A Professor of linguistics at Jawaharlal Nehru University, Ayesha Kidwai spoke about the loss of languages in India. While the Constitution guarantees each individual rights to study in their own language, over the years the state has consistently worked towards ignoring a number of mother tongues.

"The Indian state does not know, it does not know how many mother tongues are spoken in this country. It certainly determines what languages are, and of course dialects have no mention."

"India is a country that has lived in this linguistic ignorance – for what reason? First let me tell you the facts as we know them because the last time the government mentioned them was in 1962, where it actually listed what the mother tongues in our country were, and (the number stands) at sixteen hundred and fifty two."

"Now imagine a state that has to deal with the fact that this Constitution, this pesky Constitution of ours, that says every citizen has the right to education in their mother tongue. 1652 languages and forget about the dialects. So from the 1971 census onwards, our country or our nation has been losing pluralism and the recognition of people and their rights to their culture and language at a steady rate."

The Indian state employs three strategies to axe this massive number of languages to a few hundreds. First, it does not include languages that have less than 10,000 speakers. Second, Many languages are clubbed under one main "language". Kidwai says, this is what has led people to wrongly believe that Hindi is the national language.

India has no national language, it has official languages and associate official languages.

The third strategy is to cut out languages that have no script, which Kidwai says is a tragedy. She cites the example of the Soviet Union, which also had thousands of languages, and had a written script for every language by 1925, unlike India.

With the loss of every language, we lose the associated knowledge system, mourns Kidwai.

"The Nation and its regions: How does it all add up?


G Arunima, a professor at JNU's Centre for Women's Studies, spoke on the intended homogenisation of Indian society, a problematic concept because of the "danger of a single story."

Calling herself a nation-agnostic and pointing at the fact that idea of nations is a fairly recent, one she says, "We need to take differences seriously. The issue of homogenisation is probably politically one of the most dangerous things." She stresses on the need for diversity, citing differences between the states of Kerala and Tamil Nadu, for instance.

Differences define each state, Arunima asserts, and connects it with the idea of the larger nation state.

"Every region is different and their idea of differences varies.
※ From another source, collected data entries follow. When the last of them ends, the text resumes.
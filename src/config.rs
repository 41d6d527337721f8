#![allow(dead_code)]

use std::env;

#[derive(Debug, Clone)]
pub struct AppConfig {
    pub app_name: String,
    pub environment: String,
    pub api_prefix: String,
    pub host: String,
    pub port: u16,
    pub cors_origins: Vec<String>,
    pub rate_limit_per_second: u64,
    pub rate_limit_burst_size: u32,
    pub database_url: Option<String>,
    pub db_pool_max_connections: u32,
    pub db_pool_min_connections: u32,
    pub db_pool_acquire_timeout_seconds: u64,
    pub db_pool_idle_timeout_seconds: u64,
}

impl AppConfig {
    pub fn from_env() -> Self {
        Self {
            app_name: env_or("APP_NAME", "Dehyl Ops API"),
            environment: env_or("ENVIRONMENT", "development"),
            api_prefix: normalize_prefix(&env_or("API_PREFIX", "/v1")),
            host: env_or("HOST", "0.0.0.0"),
            port: env_parse_or("PORT", 8000),
            cors_origins: parse_csv(&env_or("CORS_ORIGINS", "http://localhost:3000")),
            rate_limit_per_second: env_parse_or("RATE_LIMIT_PER_SECOND", 10),
            rate_limit_burst_size: env_parse_or("RATE_LIMIT_BURST_SIZE", 100),
            database_url: env_opt("DATABASE_URL"),
            db_pool_max_connections: env_parse_or("DB_POOL_MAX_CONNECTIONS", 5),
            db_pool_min_connections: env_parse_or("DB_POOL_MIN_CONNECTIONS", 1),
            db_pool_acquire_timeout_seconds: env_parse_or("DB_POOL_ACQUIRE_TIMEOUT_SECONDS", 5),
            db_pool_idle_timeout_seconds: env_parse_or("DB_POOL_IDLE_TIMEOUT_SECONDS", 600),
        }
    }

    pub fn is_production(&self) -> bool {
        self.environment.trim().eq_ignore_ascii_case("production")
    }
}

fn env_opt(key: &str) -> Option<String> {
    env::var(key)
        .ok()
        .map(|value| value.trim().to_string())
        .filter(|value| !value.is_empty())
}

fn env_or(key: &str, default: &str) -> String {
    env_opt(key).unwrap_or_else(|| default.to_string())
}

fn env_parse_or<T>(key: &str, default: T) -> T
where
    T: std::str::FromStr + Copy,
{
    env_opt(key)
        .and_then(|raw| raw.parse::<T>().ok())
        .unwrap_or(default)
}

fn parse_csv(raw: &str) -> Vec<String> {
    raw.split(',')
        .map(str::trim)
        .filter(|value| !value.is_empty())
        .map(ToOwned::to_owned)
        .collect()
}

fn normalize_prefix(raw: &str) -> String {
    let mut prefix = raw.trim().to_string();
    if prefix.is_empty() {
        return "/v1".to_string();
    }
    if !prefix.starts_with('/') {
        prefix.insert(0, '/');
    }
    while prefix.ends_with('/') && prefix.len() > 1 {
        prefix.pop();
    }
    prefix
}

#[cfg(test)]
mod tests {
    use super::{normalize_prefix, parse_csv};

    #[test]
    fn normalizes_prefix() {
        assert_eq!(normalize_prefix("v1"), "/v1");
        assert_eq!(normalize_prefix("/v1/"), "/v1");
        assert_eq!(normalize_prefix(""), "/v1");
    }

    #[test]
    fn csv_parsing_skips_blanks() {
        assert_eq!(
            parse_csv("http://a, ,http://b,"),
            vec!["http://a".to_string(), "http://b".to_string()]
        );
    }
}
It can range from language to food and it is these differences that define nationalism of varied cultures within the larger canvas of a nation state," she said, adding that "it is important to accept the differences instead of trying to bind everyone into a single story."

"South Africa meet India"


A sociology professor at the University of Cape Town, South Africa, Ari Sitas spoke of the difference in the perceived meaning of terms such as nationalism in countries with a history of colonialism, versus those that were never colonised.

"The concept of nationalism in colonies emerges in two ways. The first is an idea of nationalism that come as a response to the rule of colonial powers where the individual and collective view is that enough is enough. The second emergence of nationalism is a work of imagination where movements and steps are undertaken by the masses which shape the process of freedom from colonial forces and the creation of a nation state."
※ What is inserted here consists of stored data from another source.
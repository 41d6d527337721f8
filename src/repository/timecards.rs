use chrono::{DateTime, NaiveDate, Utc};
use sqlx::{PgPool, Postgres, QueryBuilder};

use crate::error::AppError;
use crate::repository::map_db_error;

#[derive(Debug, Clone, serde::Serialize, sqlx::FromRow)]
pub struct TimecardRow {
    pub id: i64,
    pub worker_name: String,
    pub date: NaiveDate,
    pub hours: f64,
    pub wage_per_hour: f64,
    pub total_pay: Option<f64>,
    pub payment_amount: Option<f64>,
    pub project: String,
    pub created_at: DateTime<Utc>,
}

/// Timecards newest-date first, optionally bounded to an inclusive date
/// range on the worked `date` column.
pub async fn list_timecards(
    pool: &PgPool,
    from: Option<NaiveDate>,
    to: Option<NaiveDate>,
) -> Result<Vec<TimecardRow>, AppError> {
    let mut query = QueryBuilder::<Postgres>::new(
        "SELECT t.id, t.worker_name, t.date, t.hours, t.wage_per_hour, t.total_pay, \
         t.payment_amount, t.project, t.created_at FROM timecards t WHERE 1=1",
    );
    if let Some(from) = from {
        query.push(" AND t.date >= ").push_bind(from);
    }
    if let Some(to) = to {
        query.push(" AND t.date <= ").push_bind(to);
    }
    query.push(" ORDER BY t.date DESC, t.id DESC");

    let rows = query.build().fetch_all(pool).await.map_err(map_db_error)?;
    rows.into_iter()
        .map(|row| sqlx::FromRow::from_row(&row).map_err(map_db_error))
        .collect()
}
use sqlx::PgPool;
use uuid::Uuid;

use crate::error::AppError;
use crate::repository::map_db_error;

/// The fixed manager role used for the key-PM dashboard section.
pub const MANAGER_ROLE: &str = "pm";

#[derive(Debug, Clone, serde::Serialize, sqlx::FromRow)]
pub struct PmUser {
    pub id: Uuid,
    pub name: Option<String>,
}

pub async fn list_pms(pool: &PgPool) -> Result<Vec<PmUser>, AppError> {
    sqlx::query_as::<_, PmUser>(
        "SELECT id, name FROM users WHERE role::text = $1 ORDER BY name ASC NULLS LAST, id ASC",
    )
    .bind(MANAGER_ROLE)
    .fetch_all(pool)
    .await
    .map_err(map_db_error)
}
use chrono::{DateTime, NaiveDate, Utc};
use sqlx::{PgPool, Postgres, QueryBuilder, Row};
use uuid::Uuid;

use crate::error::AppError;
use crate::repository::map_db_error;
use crate::schemas::{ActiveProject, StatusCount};

/// The business definition of "work in progress". Fixed: caller status
/// filters never override this set.
pub const WIP_STATUSES: &[&str] = &["in progress"];

/// Statuses whose revenue counts as realized.
pub const COMPLETED_STATUSES: &[&str] = &["completed", "invoiced", "closed"];

const ACTIVE_PROJECTS_LIMIT: i64 = 50;

/// An inclusive `[start, end]` span over `created_at`.
#[derive(Debug, Clone, Copy, PartialEq, Eq)]
pub struct TimeWindow {
    pub start: DateTime<Utc>,
    pub end: DateTime<Utc>,
}

impl TimeWindow {
    pub fn duration(&self) -> chrono::Duration {
        self.end - self.start
    }
}

/// How a query constrains `status`: the caller's filter set, or a fixed
/// business set that ignores whatever the caller asked for.
#[derive(Debug, Clone, Copy)]
pub enum StatusRule<'a> {
    Caller,
    Fixed(&'a [&'a str]),
}

/// The shared predicate applied to every project sub-query. Built once per
/// dashboard invocation so all fetchers see the same filter combination.
#[derive(Debug, Clone, Default)]
pub struct ProjectScope {
    statuses: Option<Vec<String>>,
    client_companies: Option<Vec<String>>,
}

impl ProjectScope {
    /// An empty vector means "no restriction", exactly like `None`. The
    /// normalization happens here so no fetcher can accidentally turn an
    /// empty set into a match-nothing clause.
    pub fn new(statuses: Option<Vec<String>>, client_companies: Option<Vec<String>>) -> Self {
        Self {
            statuses: statuses.filter(|values| !values.is_empty()),
            client_companies: client_companies.filter(|values| !values.is_empty()),
        }
    }

    pub fn push_conditions(
        &self,
        query: &mut QueryBuilder<Postgres>,
        window: Option<&TimeWindow>,
        status_rule: StatusRule<'_>,
    ) {
        if let Some(window) = window {
            query
                .push(" AND p.created_at >= ")
                .push_bind(window.start)
                .push(" AND p.created_at <= ")
                .push_bind(window.end);
        }
        match status_rule {
            StatusRule::Caller => {
                if let Some(statuses) = &self.statuses {
                    query
                        .push(" AND p.status::text = ANY(")
                        .push_bind(statuses.clone())
                        .push(")");
                }
            }
            StatusRule::Fixed(statuses) => {
                let fixed = statuses
                    .iter()
                    .map(|status| (*status).to_string())
                    .collect::<Vec<_>>();
                query
                    .push(" AND p.status::text = ANY(")
                    .push_bind(fixed)
                    .push(")");
            }
        }
        if let Some(companies) = &self.client_companies {
            query
                .push(" AND p.client_company::text = ANY(")
                .push_bind(companies.clone())
                .push(")");
        }
    }
}

/// Revenue sum over matching rows; NULL revenue counts as zero.
pub async fn sum_revenue(
    pool: &PgPool,
    scope: &ProjectScope,
    window: &TimeWindow,
) -> Result<f64, AppError> {
    let mut query = QueryBuilder::<Postgres>::new(
        "SELECT COALESCE(SUM(p.revenue), 0)::float8 AS total FROM projects p WHERE 1=1",
    );
    scope.push_conditions(&mut query, Some(window), StatusRule::Caller);

    let row = query.build().fetch_one(pool).await.map_err(map_db_error)?;
    row.try_get::<f64, _>("total").map_err(map_db_error)
}

/// The WHERE base excludes NULL companies before the shared conditions are
/// appended, and the count is `DISTINCT` so duplicated rows for the same
/// company count once.
fn distinct_client_companies_query<'a>(
    scope: &ProjectScope,
    window: &TimeWindow,
) -> QueryBuilder<'a, Postgres> {
    let mut query = QueryBuilder::<Postgres>::new(
        "SELECT COUNT(DISTINCT p.client_company)::bigint AS total FROM projects p \
         WHERE p.client_company IS NOT NULL",
    );
    scope.push_conditions(&mut query, Some(window), StatusRule::Caller);
    query
}

/// Exact distinct count of non-null client companies over matching rows.
pub async fn count_distinct_client_companies(
    pool: &PgPool,
    scope: &ProjectScope,
    window: &TimeWindow,
) -> Result<i64, AppError> {
    let mut query = distinct_client_companies_query(scope, window);

    let row = query.build().fetch_one(pool).await.map_err(map_db_error)?;
    row.try_get::<i64, _>("total").map_err(map_db_error)
}

/// Count of rows in the fixed WIP status set. Caller status filters are
/// deliberately ignored; client-company and window conditions still apply.
pub async fn count_wip(
    pool: &PgPool,
    scope: &ProjectScope,
    window: &TimeWindow,
) -> Result<i64, AppError> {
    let mut query =
        QueryBuilder::<Postgres>::new("SELECT COUNT(*)::bigint AS total FROM projects p WHERE 1=1");
    scope.push_conditions(&mut query, Some(window), StatusRule::Fixed(WIP_STATUSES));

    let row = query.build().fetch_one(pool).await.map_err(map_db_error)?;
    row.try_get::<i64, _>("total").map_err(map_db_error)
}

pub async fn sum_completed_revenue(
    pool: &PgPool,
    scope: &ProjectScope,
    window: &TimeWindow,
) -> Result<f64, AppError> {
    let mut query = QueryBuilder::<Postgres>::new(
        "SELECT COALESCE(SUM(p.revenue), 0)::float8 AS total FROM projects p WHERE 1=1",
    );
    scope.push_conditions(&mut query, Some(window), StatusRule::Fixed(COMPLETED_STATUSES));

    let row = query.build().fetch_one(pool).await.map_err(map_db_error)?;
    row.try_get::<f64, _>("total").map_err(map_db_error)
}

/// Row count per status. GROUP BY naturally omits zero-count statuses and
/// `status` is NOT NULL, so no empty or null buckets appear.
pub async fn status_histogram(
    pool: &PgPool,
    scope: &ProjectScope,
    window: &TimeWindow,
) -> Result<Vec<StatusCount>, AppError> {
    let mut query = QueryBuilder::<Postgres>::new(
        "SELECT p.status::text AS status, COUNT(*)::bigint AS count FROM projects p WHERE 1=1",
    );
    scope.push_conditions(&mut query, Some(window), StatusRule::Caller);
    query.push(" GROUP BY p.status ORDER BY count DESC, status ASC");

    let rows = query.build().fetch_all(pool).await.map_err(map_db_error)?;
    rows.into_iter()
        .map(|row| {
            Ok(StatusCount {
                status: row.try_get("status").map_err(map_db_error)?,
                count: row.try_get("count").map_err(map_db_error)?,
            })
        })
        .collect()
}

/// In-flight projects matching the caller's filters, projected to the
/// lightweight dashboard shape. Soonest deadline first (NULL deadlines
/// last, then newest created), capped at [`ACTIVE_PROJECTS_LIMIT`] rows;
/// the ordering decides which rows survive the cap.
pub async fn active_projects(
    pool: &PgPool,
    scope: &ProjectScope,
    window: &TimeWindow,
) -> Result<Vec<ActiveProject>, AppError> {
    let mut query = QueryBuilder::<Postgres>::new(
        "SELECT p.id, p.name, p.status::text AS status, p.client_company::text AS client_company, \
         p.end_date FROM projects p WHERE 1=1",
    );
    scope.push_conditions(&mut query, Some(window), StatusRule::Fixed(WIP_STATUSES));
    query
        .push(" ORDER BY p.end_date ASC NULLS LAST, p.created_at DESC LIMIT ")
        .push_bind(ACTIVE_PROJECTS_LIMIT);

    let rows = query.build().fetch_all(pool).await.map_err(map_db_error)?;
    rows.into_iter()
        .map(|row| {
            Ok(ActiveProject {
                id: row.try_get("id").map_err(map_db_error)?,
                name: row.try_get("name").map_err(map_db_error)?,
                status: row.try_get("status").map_err(map_db_error)?,
                client_company: row.try_get("client_company").map_err(map_db_error)?,
                end_date: row.try_get("end_date").map_err(map_db_error)?,
            })
        })
        .collect()
}

/// Active-project count for a single manager, scoped like the other WIP
/// fetchers. One call per manager; failures are isolated by the caller.
pub async fn count_active_for_manager(
    pool: &PgPool,
    scope: &ProjectScope,
    window: &TimeWindow,
    manager_id: Uuid,
) -> Result<i64, AppError> {
    let mut query =
        QueryBuilder::<Postgres>::new("SELECT COUNT(*)::bigint AS total FROM projects p WHERE 1=1");
    scope.push_conditions(&mut query, Some(window), StatusRule::Fixed(WIP_STATUSES));
    query.push(" AND p.manager_id = ").push_bind(manager_id);

    let row = query.build().fetch_one(pool).await.map_err(map_db_error)?;
    row.try_get::<i64, _>("total").map_err(map_db_error)
}

#[derive(Debug, Clone, serde::Serialize, sqlx::FromRow)]
pub struct ProjectRow {
    pub id: Uuid,
    pub name: String,
    pub project_number: Option<String>,
    pub status: String,
    pub client_company: Option<String>,
    pub manager_id: Option<Uuid>,
    pub start_date: Option<NaiveDate>,
    pub end_date: Option<NaiveDate>,
    pub revenue: Option<f64>,
    pub created_at: DateTime<Utc>,
}

/// Project listing for the projects page: optional status / client-company
/// equality filters and a name-or-number substring search, newest first.
pub async fn list_projects(
    pool: &PgPool,
    status: Option<&str>,
    client_company: Option<&str>,
    search: Option<&str>,
) -> Result<Vec<ProjectRow>, AppError> {
    let mut query = QueryBuilder::<Postgres>::new(
        "SELECT p.id, p.name, p.project_number, p.status::text AS status, \
         p.client_company::text AS client_company, p.manager_id, p.start_date, p.end_date, \
         p.revenue, p.created_at FROM projects p WHERE 1=1",
    );
    if let Some(status) = status.map(str::trim).filter(|value| !value.is_empty()) {
        query
            .push(" AND p.status::text = ")
            .push_bind(status.to_string());
    }
    if let Some(company) = client_company.map(str::trim).filter(|value| !value.is_empty()) {
        query
            .push(" AND p.client_company::text = ")
            .push_bind(company.to_string());
    }
    if let Some(term) = search.map(str::trim).filter(|value| !value.is_empty()) {
        let pattern = format!("%{}%", term.replace('%', "\\%").replace('_', "\\_"));
        query
            .push(" AND (p.name ILIKE ")
            .push_bind(pattern.clone())
            .push(" OR p.project_number ILIKE ")
            .push_bind(pattern)
            .push(")");
    }
    query.push(" ORDER BY p.created_at DESC");

    let rows = query.build().fetch_all(pool).await.map_err(map_db_error)?;
    rows.into_iter()
        .map(|row| sqlx::FromRow::from_row(&row).map_err(map_db_error))
        .collect()
}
He spoke of South Africa's long journey from colonialism to apartheid and to its freedom, saying that "Freedom is not in the Constitution the day it is declared, it is a long process for each of us to remove the constraints which keep us unfree."

Calling India the "laboratory of the national question", Sitas concluded, "I hope that JNU, as the custodian of the national question, for which it was created, still keeps up the tradition of thinking".